Bio E vax candidate gets SEC nod for phase III trials, Health News, ET HealthWorld

Bio E vax candidate gets SEC nod for phase III trialsHyderabad: Vaccine maker Biological E Ltd has received approval from the subject expert committee (SEC) of the Central Drugs Standard Control Organization (CDSCO) to start phase III clinical trials of its Covid-19 subunit vaccine candidate. The company is developing the vaccine with Texas-based Baylor College of Medicine (BCM).

The phase III trials of the recombinant protein vaccine will be conducted on 1,268 healthy volunteers in the 18 to 80 age bracket across 15 sites in India to evaluate the immunogenicity and safety of the vaccine. This is part of a larger global phase III study, Biological E said on Saturday.

The phase I and II trials were conducted on 360 healthy volunteers in the 18-65 years age group. The trials had commenced in the second week of November 2020.

Two shots of the intramuscular vaccine were administered 28 days apart as part of the study that evaluated the safety and immunogenicity of the vaccine candidate, consisting of the receptor binding domain (RBD) of the spike protein of SARS-CoV-2 virus, at a three-dose level, adjuvanted with CpG 1018 plus alum, it said.

BioE’s vaccine candidate includes an antigen that is developed by the Texas Children’s Hospital Centre for Vaccine Development and in-licenced from BCM Ventures, BCM’S integrated commercialisation team, along with Dynavax Technologies Corporation’s advanced adjuvant CpG 1018.

Terming the results of the phase I and II trials as “positive and promising”, Biological E Ltd managing director Mahima Datla said: “We believe that our candidate will become another effective global Covid-19 vaccine as we move forward into Phase III clinical trials.” Datla had earlier told TOI that the company was ramping up capacities to produce about 1 billion doses per annum of this vaccine.
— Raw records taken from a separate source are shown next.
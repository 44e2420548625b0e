//! Daily sales series for one product category.

use crate::core::calendar::{Calendar, CalendarRow};
use crate::error::{ForecastError, Result};
use chrono::{Duration, NaiveDate};
use serde::Serialize;

/// One day of observed sales together with that day's calendar indicators.
#[derive(Debug, Clone, PartialEq, Serialize)]
pub struct SalesPoint {
    pub date: NaiveDate,
    pub quantity: f64,
    pub calendar: CalendarRow,
}

impl SalesPoint {
    /// Point whose calendar row is derived from the date.
    pub fn new(date: NaiveDate, quantity: f64) -> Self {
        Self {
            date,
            quantity,
            calendar: CalendarRow::from_date(date),
        }
    }
}

/// Gap-free, strictly increasing daily series.
///
/// Construction sorts by date, keeps the first point of any duplicated date,
/// treats non-finite quantities as zero and inserts zero-quantity points for
/// missing days.
#[derive(Debug, Clone, PartialEq, Serialize)]
pub struct SalesSeries {
    points: Vec<SalesPoint>,
}

impl SalesSeries {
    pub fn from_points(mut points: Vec<SalesPoint>) -> Result<Self> {
        if points.is_empty() {
            return Err(ForecastError::EmptyData);
        }

        // Stable sort keeps input order among equal dates, so dedup keeps the first.
        points.sort_by_key(|p| p.date);
        points.dedup_by_key(|p| p.date);

        let mut filled = Vec::with_capacity(points.len());
        for mut point in points {
            if let Some(prev) = filled.last().map(|p: &SalesPoint| p.date) {
                let mut gap = prev + Duration::days(1);
                while gap < point.date {
                    filled.push(SalesPoint::new(gap, 0.0));
                    gap += Duration::days(1);
                }
            }
            if !point.quantity.is_finite() {
                point.quantity = 0.0;
            }
            filled.push(point);
        }

        Ok(Self { points: filled })
    }

    /// Consecutive days starting at `start`, calendar derived from each date.
    pub fn from_quantities(start: NaiveDate, quantities: &[f64]) -> Result<Self> {
        Self::from_points(
            quantities
                .iter()
                .enumerate()
                .map(|(i, &q)| SalesPoint::new(start + Duration::days(i as i64), q))
                .collect(),
        )
    }

    /// Replace each point's calendar row with the calendar's row for that date, where present.
    pub fn apply_calendar(&mut self, calendar: &Calendar) {
        for point in &mut self.points {
            if let Some(row) = calendar.get(point.date) {
                point.calendar = row.clone();
            }
        }
    }

    pub fn points(&self) -> &[SalesPoint] {
        &self.points
    }

    pub fn len(&self) -> usize {
        self.points.len()
    }

    pub fn is_empty(&self) -> bool {
        self.points.is_empty()
    }

    pub fn first_date(&self) -> NaiveDate {
        self.points[0].date
    }

    pub fn last_date(&self) -> NaiveDate {
        self.points[self.points.len() - 1].date
    }

    pub fn quantities(&self) -> Vec<f64> {
        self.points.iter().map(|p| p.quantity).collect()
    }

    /// The last `n` points (all of them when `n` exceeds the length).
    pub fn tail(&self, n: usize) -> &[SalesPoint] {
        &self.points[self.points.len().saturating_sub(n)..]
    }
}

#[cfg(test)]
mod tests {
    use super::*;

    fn date(m: u32, d: u32) -> NaiveDate {
        NaiveDate::from_ymd_opt(2025, m, d).unwrap()
    }

    #[test]
    fn sorts_and_fills_gaps_with_zero() {
        let series = SalesSeries::from_points(vec![
            SalesPoint::new(date(1, 4), 7.0),
            SalesPoint::new(date(1, 1), 3.0),
        ])
        .unwrap();

        assert_eq!(series.len(), 4);
        assert_eq!(series.quantities(), vec![3.0, 0.0, 0.0, 7.0]);
        assert_eq!(series.first_date(), date(1, 1));
        assert_eq!(series.last_date(), date(1, 4));
        // Filled days carry a calendar row derived from their own date.
        assert_eq!(
            series.points()[1].calendar,
            CalendarRow::from_date(date(1, 2))
        );
    }

    #[test]
    fn duplicate_dates_keep_first() {
        let series = SalesSeries::from_points(vec![
            SalesPoint::new(date(1, 1), 1.0),
            SalesPoint::new(date(1, 2), 5.0),
            SalesPoint::new(date(1, 2), 9.0),
            SalesPoint::new(date(1, 3), 2.0),
        ])
        .unwrap();
        assert_eq!(series.quantities(), vec![1.0, 5.0, 2.0]);
    }

    #[test]
    fn non_finite_quantities_become_zero() {
        let series = SalesSeries::from_quantities(date(1, 1), &[1.0, f64::NAN, 3.0]).unwrap();
        assert_eq!(series.quantities(), vec![1.0, 0.0, 3.0]);
    }

    #[test]
    fn empty_input_is_rejected() {
        assert_eq!(
            SalesSeries::from_points(vec![]).unwrap_err(),
            ForecastError::EmptyData
        );
    }

    #[test]
    fn apply_calendar_overrides_matching_dates() {
        let mut series = SalesSeries::from_quantities(date(1, 1), &[1.0, 2.0, 3.0]).unwrap();
        let event = CalendarRow {
            is_event: true,
            ..CalendarRow::from_date(date(1, 2))
        };
        series.apply_calendar(&Calendar::from_rows(vec![(date(1, 2), event.clone())]));

        assert_eq!(series.points()[1].calendar, event);
        assert!(!series.points()[0].calendar.is_event);
    }

    #[test]
    fn tail_returns_most_recent_points() {
        let series = SalesSeries::from_quantities(date(1, 1), &[1.0, 2.0, 3.0, 4.0]).unwrap();
        assert_eq!(series.tail(2).len(), 2);
        assert_eq!(series.tail(2)[0].quantity, 3.0);
        assert_eq!(series.tail(10).len(), 4);
    }
}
“Having our Texas Children’s and Baylor vaccine construct advance into phase III clinical studies in India and globally, highlights the importance of advancing traditional protein-based vaccine platforms, which now brings added hope for a people’s vaccine to be scaled and deployed in low and middle-income settings,” said Dr Maria Elena Bottazi, associate dean, National School of Tropical Medicine (NSTM) at BCM, & co-director of Texas Children’s Hospital Centre for Vaccine Development (TCHCVD).

The clinical trials of the vaccine are being supported by Coalition for Epidemic Preparedness Innovations (CEPI) as well as the Biotechnology Industry Research Assistance Council (BIRAC).

In addition to this vaccine, Biological E already has a tie-up with drug giant Johnson & Johnson for manufacturing over 600 million doses of its single-shot vaccine — Ad26.COV2.S — in India. It will get funding from the US International Development Finance Corporation (DFC) to produce at least 1 billion doses of Covid-19 vaccines by the end of 2022 under the Quad initiative.